• _PROBLEM REQUIREMENTS_
Go through the material below and count the lines with the string "missing"; the number is the whole answer.
--*--
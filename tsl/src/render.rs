//! Console rendering of an itinerary.

use crate::domain::{Itinerary, Station};

/// Output format selected on the command line.
#[derive(Debug, Clone, Copy, PartialEq, Eq, Default)]
pub enum OutputFormat {
    /// One line per trip, one indented line per edge
    #[default]
    Text,
    /// The whole model as pretty-printed JSON
    Json,
}

/// Render an itinerary in the given format.
pub fn render(itinerary: &Itinerary, format: OutputFormat) -> Result<String, serde_json::Error> {
    match format {
        OutputFormat::Text => Ok(render_text(itinerary)),
        OutputFormat::Json => render_json(itinerary),
    }
}

/// Render an itinerary as text.
///
/// Each trip prints its duration, then each edge prints on its own line:
///
/// ```text
/// (23 min)
///   [Duvbo : 10:00]      --buss 176-->     [Universitetet : 10:23]
/// (31 min)
///   [Duvbo : 10:04]      --Gång-->         [Sundbyberg : 10:09]
///   [Sundbyberg : 10:12] --pendeltåg 43--> [Karlberg : 10:18]
/// ```
///
/// Origins and travel kinds are padded to the widest in the whole
/// itinerary so the columns line up across trips.
pub fn render_text(itinerary: &Itinerary) -> String {
    let edges = || itinerary.iter().flat_map(|trip| trip.edges());
    let origin_width = edges()
        .map(|e| bracket(e.origin()).chars().count())
        .max()
        .unwrap_or(0);
    let arrow_width = edges().map(|e| arrow(e.kind()).chars().count()).max().unwrap_or(0);

    let mut out = String::new();
    for trip in itinerary {
        out.push_str(&format!("({} min)\n", trip.duration()));
        for edge in trip.edges() {
            out.push_str(&format!(
                "  {:<origin_width$} {:<arrow_width$} {}\n",
                bracket(edge.origin()),
                arrow(edge.kind()),
                bracket(edge.destination()),
            ));
        }
    }
    out
}

/// Render an itinerary as pretty JSON.
pub fn render_json(itinerary: &Itinerary) -> Result<String, serde_json::Error> {
    serde_json::to_string_pretty(itinerary)
}

fn bracket(station: &Station) -> String {
    format!("[{station}]")
}

fn arrow(kind: &str) -> String {
    format!("--{kind}-->")
}
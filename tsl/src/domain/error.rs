//! Domain error types.
//!
//! These errors represent violated model invariants. They are distinct from
//! transport and response-shape errors.

/// Domain-level errors raised by the model constructors.
#[derive(Debug, Clone, PartialEq, Eq, thiserror::Error)]
pub enum DomainError {
    /// Station name is empty or whitespace
    #[error("station name must not be empty")]
    EmptyStationName,

    /// Trip has no edges
    #[error("trip must have at least one edge")]
    EmptyTrip,

    /// Itinerary has no trips
    #[error("itinerary must have at least one trip")]
    EmptyItinerary,
}

#[cfg(test)]
mod tests {
    use super::*;

    #[test]
    fn error_display() {
        let err = DomainError::EmptyStationName;
        assert_eq!(err.to_string(), "station name must not be empty");

        let err = DomainError::EmptyTrip;
        assert_eq!(err.to_string(), "trip must have at least one edge");

        let err = DomainError::EmptyItinerary;
        assert_eq!(err.to_string(), "itinerary must have at least one trip");
    }
}
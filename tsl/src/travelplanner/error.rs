//! Transport error types.

use std::io;

/// Errors from fetching a raw response.
///
/// Each network variant names the phase that failed, so a failed lookup can
/// be told apart as "could not reach", "could not ask" or "could not hear".
#[derive(Debug, thiserror::Error)]
pub enum TransportError {
    /// Could not open the connection (resolution, refusal or timeout)
    #[error("failed to connect to {addr}: {source}")]
    Connect {
        addr: String,
        #[source]
        source: io::Error,
    },

    /// Could not write the request
    #[error("failed to send request to {addr}: {source}")]
    Send {
        addr: String,
        #[source]
        source: io::Error,
    },

    /// Reading the response failed or timed out
    #[error("failed to receive response from {addr}: {source}")]
    Receive {
        addr: String,
        #[source]
        source: io::Error,
    },

    /// Captured responses could not be loaded or have no entry for a route
    #[error("replay error: {message}")]
    Replay { message: String },
}
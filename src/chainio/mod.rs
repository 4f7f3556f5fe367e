pub mod export;
pub mod import;

pub use export::{ChainExporter, ExportError};
pub use import::{ChainImporter, ImportError, ImportSummary};
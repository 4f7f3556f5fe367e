//! A small, dependency-free bloom filter keyed by two independent
//! `keccak256`-derived offsets, used by the pull gossiper to summarise
//! locally-known tx ids.

use crate::primitives::Hash;

/// Parameters controlling size vs. false-positive rate:
/// `(targetElements, targetFP, resetFP)`.
#[derive(Debug, Clone, Copy)]
pub struct BloomParams {
  pub target_elements: usize,
  pub target_fp: f64,
  pub reset_fp: f64,
}

impl Default for BloomParams {
  fn default() -> Self {
    Self { target_elements: 10_000, target_fp: 0.01, reset_fp: 0.05 }
  }
}

pub struct Bloom {
  bits: Vec<u8>,
  num_bits: usize,
  num_hashes: u32,
  inserted: usize,
  params: BloomParams,
}

fn optimal_num_bits(n: usize, fp: f64) -> usize {
  if n == 0 {
    return 8;
  }
  let m = -((n as f64) * fp.ln()) / (std::f64::consts::LN_2.powi(2));
  (m.ceil() as usize).max(8)
}

fn optimal_num_hashes(num_bits: usize, n: usize) -> u32 {
  if n == 0 {
    return 1;
  }
  let k = (num_bits as f64 / n as f64) * std::f64::consts::LN_2;
  (k.round() as u32).clamp(1, 24)
}

impl Bloom {
  pub fn new(params: BloomParams) -> Self {
    let num_bits = optimal_num_bits(params.target_elements, params.target_fp);
    let num_hashes = optimal_num_hashes(num_bits, params.target_elements);
    Self {
      bits: vec![0u8; (num_bits + 7) / 8],
      num_bits,
      num_hashes,
      inserted: 0,
      params,
    }
  }

  /// Two independent offsets derived from distinct keccak preimages, then
  /// combined per the standard double-hashing bloom construction
  /// (`h_i = h1 + i*h2 mod m`), avoiding the need for a full hash per slot.
  fn offsets(&self, id: &Hash) -> (u64, u64) {
    let h1 = Hash::keccak256([b"bloom1".as_ref(), id.as_ref()].concat());
    let h2 = Hash::keccak256([b"bloom2".as_ref(), id.as_ref()].concat());
    let to_u64 = |h: &Hash| u64::from_le_bytes(h.as_bytes()[0..8].try_into().unwrap());
    (to_u64(&h1), to_u64(&h2))
  }

  fn set_bit(&mut self, idx: usize) {
    self.bits[idx / 8] |= 1 << (idx % 8);
  }

  pub fn insert(&mut self, id: &Hash) {
    let (h1, h2) = self.offsets(id);
    for i in 0..self.num_hashes as u64 {
      let idx = (h1.wrapping_add(i.wrapping_mul(h2))) as usize % self.num_bits;
      self.set_bit(idx);
    }
    self.inserted += 1;
  }

  pub fn contains(&self, id: &Hash) -> bool {
    Self::raw_contains(&self.bits, self.num_hashes, id)
  }

  /// Current estimated false-positive rate given how many elements have
  /// been inserted so far: `(1 - e^(-kn/m))^k`.
  pub fn estimated_fp_rate(&self) -> f64 {
    let k = self.num_hashes as f64;
    let n = self.inserted as f64;
    let m = self.num_bits as f64;
    (1.0 - (-k * n / m).exp()).powf(k)
  }

  /// Whether the filter has drifted past `resetFP` and should be rebuilt.
  pub fn needs_reset(&self) -> bool {
    self.estimated_fp_rate() > self.params.reset_fp
  }

  pub fn to_bytes(&self) -> Vec<u8> {
    self.bits.clone()
  }

  pub fn num_hashes(&self) -> u32 {
    self.num_hashes
  }

  /// Tests membership against raw transmitted bloom bits and hash count,
  /// without reconstructing a full `Bloom` -- used on the pull-gossip
  /// server side, which only ever needs read access to a peer's filter.
  pub fn raw_contains(bits: &[u8], num_hashes: u32, id: &Hash) -> bool {
    let num_bits = bits.len() * 8;
    if num_bits == 0 {
      return false;
    }
    let h1 = Hash::keccak256([b"bloom1".as_ref(), id.as_ref()].concat());
    let h2 = Hash::keccak256([b"bloom2".as_ref(), id.as_ref()].concat());
    let to_u64 =
      |h: &Hash| u64::from_le_bytes(h.as_bytes()[0..8].try_into().unwrap());
    let (h1, h2) = (to_u64(&h1), to_u64(&h2));
    for i in 0..num_hashes as u64 {
      let idx = (h1.wrapping_add(i.wrapping_mul(h2))) as usize % num_bits;
      if bits[idx / 8] & (1 << (idx % 8)) == 0 {
        return false;
      }
    }
    true
  }
}
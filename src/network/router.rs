//! A single inbound request entry point, demultiplexing on the decoded
//! handler-id tag to one of: tx-gossip, leaf, block, code, or signature
//! handlers. Guarantees exactly one response per request (success, typed
//! error, or deadline-miss), keyed by request-id.

use std::time::{Duration, Instant};

use thiserror::Error;

use super::sender::{NodeId, RequestId};

/// Reserved handler-id values.
#[derive(Debug, Clone, Copy, PartialEq, Eq)]
pub enum HandlerId {
  TxGossip,
  StateSyncLeaf,
  StateSyncBlock,
  StateSyncCode,
  Signature,
}

impl HandlerId {
  pub fn tag(self) -> u8 {
    match self {
      HandlerId::TxGossip => 0x01,
      HandlerId::StateSyncLeaf => 0x02,
      HandlerId::StateSyncBlock => 0x03,
      HandlerId::StateSyncCode => 0x04,
      HandlerId::Signature => 0x05,
    }
  }

  pub fn from_tag(tag: u8) -> Option<Self> {
    match tag {
      0x01 => Some(HandlerId::TxGossip),
      0x02 => Some(HandlerId::StateSyncLeaf),
      0x03 => Some(HandlerId::StateSyncBlock),
      0x04 => Some(HandlerId::StateSyncCode),
      0x05 => Some(HandlerId::Signature),
      _ => None,
    }
  }
}

#[derive(Debug, Error)]
pub enum RouterError {
  #[error("unknown handler id {0}")]
  UnknownHandler(u8),
  #[error("empty request payload")]
  EmptyPayload,
  #[error("handler error: {0}")]
  Handler(String),
  #[error("request deadline exceeded")]
  DeadlineExceeded,
}

/// A decoded inbound request: handler-id tag stripped, body left opaque
/// for the handler to deserialize in its own wire format.
pub struct InboundRequest {
  pub from: NodeId,
  pub request_id: RequestId,
  pub handler: HandlerId,
  pub body: Vec<u8>,
  pub deadline: Option<Instant>,
}

pub trait RequestHandler: Send + Sync {
  fn handle(&self, from: NodeId, body: &[u8]) -> Result<Vec<u8>, RouterError>;
}

/// Dispatches decoded requests to registered handlers by `HandlerId`.
#[derive(Default)]
pub struct Router {
  tx_gossip: Option<Box<dyn RequestHandler>>,
  leaf: Option<Box<dyn RequestHandler>>,
  block: Option<Box<dyn RequestHandler>>,
  code: Option<Box<dyn RequestHandler>>,
  signature: Option<Box<dyn RequestHandler>>,
}

impl Router {
  pub fn new() -> Self {
    Self::default()
  }

  pub fn register(&mut self, handler_id: HandlerId, handler: Box<dyn RequestHandler>) {
    let slot = match handler_id {
      HandlerId::TxGossip => &mut self.tx_gossip,
      HandlerId::StateSyncLeaf => &mut self.leaf,
      HandlerId::StateSyncBlock => &mut self.block,
      HandlerId::StateSyncCode => &mut self.code,
      HandlerId::Signature => &mut self.signature,
    };
    *slot = Some(handler);
  }

  /// Decodes the leading varint handler-id tag and strips it from `raw`.
  pub fn decode_handler_id(raw: &[u8]) -> Result<(HandlerId, &[u8]), RouterError> {
    let (tag, rest) = raw.split_first().ok_or(RouterError::EmptyPayload)?;
    let handler = HandlerId::from_tag(*tag).ok_or(RouterError::UnknownHandler(*tag))?;
    Ok((handler, rest))
  }

  /// Routes one request to exactly one response. If the deadline has
  /// already elapsed by dispatch time, responds with `DeadlineExceeded`
  /// rather than invoking the handler.
  pub fn dispatch(&self, request: &InboundRequest) -> Result<Vec<u8>, RouterError> {
    if let Some(deadline) = request.deadline {
      if Instant::now() > deadline {
        return Err(RouterError::DeadlineExceeded);
      }
    }
    let handler = match request.handler {
      HandlerId::TxGossip => &self.tx_gossip,
      HandlerId::StateSyncLeaf => &self.leaf,
      HandlerId::StateSyncBlock => &self.block,
      HandlerId::StateSyncCode => &self.code,
      HandlerId::Signature => &self.signature,
    };
    match handler {
      Some(h) => h.handle(request.from, &request.body),
      None => Err(RouterError::Handler(format!(
        "no handler registered for {:?}",
        request.handler
      ))),
    }
  }
}

pub fn deadline_from_now(timeout: Duration) -> Instant {
  Instant::now() + timeout
}

#[cfg(test)]
mod test {
  use super::*;

  struct Echo;
  impl RequestHandler for Echo {
    fn handle(&self, _from: NodeId, body: &[u8]) -> Result<Vec<u8>, RouterError> {
      Ok(body.to_vec())
    }
  }

  struct AlwaysFails;
  impl RequestHandler for AlwaysFails {
    fn handle(&self, _from: NodeId, _body: &[u8]) -> Result<Vec<u8>, RouterError> {
      Err(RouterError::Handler("boom".into()))
    }
  }

  fn req(handler: HandlerId, deadline: Option<Instant>) -> InboundRequest {
    InboundRequest {
      from: [0u8; 32],
      request_id: RequestId(1),
      handler,
      body: b"ping".to_vec(),
      deadline,
    }
  }

  #[test]
  fn dispatch_routes_to_registered_handler() {
    let mut r = Router::new();
    r.register(HandlerId::StateSyncLeaf, Box::new(Echo));
    let resp = r.dispatch(&req(HandlerId::StateSyncLeaf, None)).unwrap();
    assert_eq!(resp, b"ping");
  }

  #[test]
  fn unregistered_handler_errors() {
    let r = Router::new();
    assert!(r.dispatch(&req(HandlerId::StateSyncCode, None)).is_err());
  }

  #[test]
  fn past_deadline_short_circuits_before_invoking_handler() {
    let mut r = Router::new();
    r.register(HandlerId::StateSyncBlock, Box::new(AlwaysFails));
    let past = Instant::now() - Duration::from_secs(1);
    let result = r.dispatch(&req(HandlerId::StateSyncBlock, Some(past)));
    assert!(matches!(result, Err(RouterError::DeadlineExceeded)));
  }

  #[test]
  fn handler_id_tags_round_trip() {
    for id in [
      HandlerId::TxGossip,
      HandlerId::StateSyncLeaf,
      HandlerId::StateSyncBlock,
      HandlerId::StateSyncCode,
      HandlerId::Signature,
    ] {
      assert_eq!(HandlerId::from_tag(id.tag()), Some(id));
    }
  }

  #[test]
  fn decode_strips_leading_tag() {
    let raw = vec![0x02u8, b'h', b'i'];
    let (id, rest) = Router::decode_handler_id(&raw).unwrap();
    assert_eq!(id, HandlerId::StateSyncLeaf);
    assert_eq!(rest, b"hi");
  }
}
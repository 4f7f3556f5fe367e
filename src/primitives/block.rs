use rlp::{Decodable, DecoderError, Encodable, Rlp, RlpStream};

use super::{Hash, Header};

/// The merkle root of a block's transaction list, as checked against
/// `Header::tx_root` by the Block Wrapper's syntactic verification.
/// `rlp` has no sparse Merkle-Patricia implementation handy, so this uses
/// the same ordered-hash-list construction the rest of this crate's toy
/// state transition relies on rather than pulling in a full trie crate.
pub fn compute_tx_root(transactions: &[Vec<u8>]) -> Hash {
  let mut stream = RlpStream::new();
  stream.begin_list(transactions.len());
  for tx in transactions {
    stream.append(tx);
  }
  Hash::keccak256(stream.out())
}

/// The opaque execution-layer block payload this crate parses the envelope
/// of but never interprets the transaction bytes of -- the EVM interpreter
/// is an external collaborator.
#[derive(Debug, Clone, PartialEq, Eq)]
pub struct EthBlock {
  pub header: Header,
  pub transactions: Vec<Vec<u8>>,
}

impl EthBlock {
  pub fn id(&self) -> super::Hash {
    self.header.hash()
  }

  pub fn size(&self) -> u64 {
    rlp::encode(self).len() as u64
  }
}

impl Encodable for EthBlock {
  fn rlp_append(&self, s: &mut RlpStream) {
    s.begin_list(2);
    s.append(&self.header);
    s.begin_list(self.transactions.len());
    for tx in &self.transactions {
      s.append(tx);
    }
  }
}

impl Decodable for EthBlock {
  fn decode(rlp: &Rlp) -> Result<Self, DecoderError> {
    if rlp.item_count()? != 2 {
      return Err(DecoderError::RlpIncorrectListLen);
    }
    let header: Header = rlp.val_at(0)?;
    let txs_rlp = rlp.at(1)?;
    let mut transactions = Vec::with_capacity(txs_rlp.item_count()?);
    for item in txs_rlp.iter() {
      transactions.push(item.data()?.to_vec());
    }
    Ok(EthBlock { header, transactions })
  }
}
//! Pull gossiper: on a timer, sends a bloom filter summarising
//! locally-known tx ids to a sampled validator; the peer returns any tx it
//! has that the filter misses.

use std::{sync::Arc, time::Duration};

use serde::{Deserialize, Serialize};
use tracing::debug;

use super::{
  bloom::{Bloom, BloomParams},
  throttle::Throttle,
  validators::ValidatorSet,
};
use crate::{
  mempool::{Mempool, MempoolEntry},
  network::{
    router::{RequestHandler, RouterError},
    NodeId, RequestId, Sender,
  },
};

#[derive(Serialize, Deserialize)]
pub struct PullRequest {
  pub bloom_bits: Vec<u8>,
  pub num_hashes: u32,
}

pub struct PullGossiper<S: Sender> {
  mempool: Arc<dyn Mempool>,
  sender: Arc<S>,
  bloom_params: BloomParams,
  next_request_id: std::sync::atomic::AtomicU32,
}

impl<S: Sender> PullGossiper<S> {
  pub fn new(mempool: Arc<dyn Mempool>, sender: Arc<S>, bloom_params: BloomParams) -> Self {
    Self {
      mempool,
      sender,
      bloom_params,
      next_request_id: std::sync::atomic::AtomicU32::new(1),
    }
  }

  fn build_local_bloom(&self) -> Bloom {
    let mut bloom = Bloom::new(self.bloom_params);
    self.mempool.iterate(&mut |entry: &MempoolEntry| {
      bloom.insert(&entry.id);
    });
    bloom
  }

  /// One pull cycle: samples a single validator and sends it our bloom
  /// filter. The peer's response is delivered asynchronously through the
  /// network router and fed back into the mempool by the inbound handler.
  pub async fn tick(&self, validators: &ValidatorSet) {
    let target = match validators.sample(1, 0).into_iter().next() {
      Some(t) => t,
      None => return,
    };
    let bloom = self.build_local_bloom();
    let request =
      PullRequest { bloom_bits: bloom.to_bytes(), num_hashes: bloom.num_hashes() };
    let payload = bincode::serialize(&request).unwrap_or_default();
    let request_id =
      RequestId(self.next_request_id.fetch_add(1, std::sync::atomic::Ordering::Relaxed));
    debug!(?target, "pull gossip tick");
    self.sender.send_app_request(target, request_id, payload).await;
  }

  pub async fn run(
    self: Arc<Self>,
    validators: Arc<parking_lot::RwLock<ValidatorSet>>,
    frequency: Duration,
    mut cancel: tokio::sync::watch::Receiver<bool>,
  ) {
    let mut ticker = tokio::time::interval(frequency);
    loop {
      tokio::select! {
        _ = ticker.tick() => {
          let snapshot = validators.read().clone();
          self.tick(&snapshot).await;
        }
        _ = cancel.changed() => {
          if *cancel.borrow() {
            break;
          }
        }
      }
    }
  }

  /// Server-side half: given a peer's serialized `PullRequest`, returns
  /// the locally-known tx bytes its filter does not contain.
  pub fn respond(&self, request_bytes: &[u8]) -> Vec<Vec<u8>> {
    let request: PullRequest = match bincode::deserialize(request_bytes) {
      Ok(r) => r,
      Err(_) => return Vec::new(),
    };
    let mut missing = Vec::new();
    self.mempool.iterate(&mut |entry: &MempoolEntry| {
      if !Bloom::raw_contains(&request.bloom_bits, request.num_hashes, &entry.id) {
        missing.push(entry.bytes.clone());
      }
    });
    missing
  }
}

/// Wires `PullGossiper::respond` up as a router-dispatched `TxGossip`
/// handler: non-validators are dropped outright, validators are rate
/// limited per the configured throttling window.
pub struct TxGossipHandler<S: Sender> {
  pull: Arc<PullGossiper<S>>,
  throttle: Arc<Throttle>,
  validators: Arc<parking_lot::RwLock<ValidatorSet>>,
}

impl<S: Sender> TxGossipHandler<S> {
  pub fn new(
    pull: Arc<PullGossiper<S>>,
    throttle: Arc<Throttle>,
    validators: Arc<parking_lot::RwLock<ValidatorSet>>,
  ) -> Self {
    Self { pull, throttle, validators }
  }
}

impl<S: Sender> RequestHandler for TxGossipHandler<S> {
  fn handle(&self, from: NodeId, body: &[u8]) -> Result<Vec<u8>, RouterError> {
    if !self.validators.read().is_validator(&from) {
      return Err(RouterError::Handler("tx gossip from non-validator".into()));
    }
    if !self.throttle.allow(from) {
      return Err(RouterError::Handler("tx gossip rate limit exceeded".into()));
    }
    let missing = self.pull.respond(body);
    bincode::serialize(&missing).map_err(|e| RouterError::Handler(e.to_string()))
  }
}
--*--
• _RESULT BELOW_
5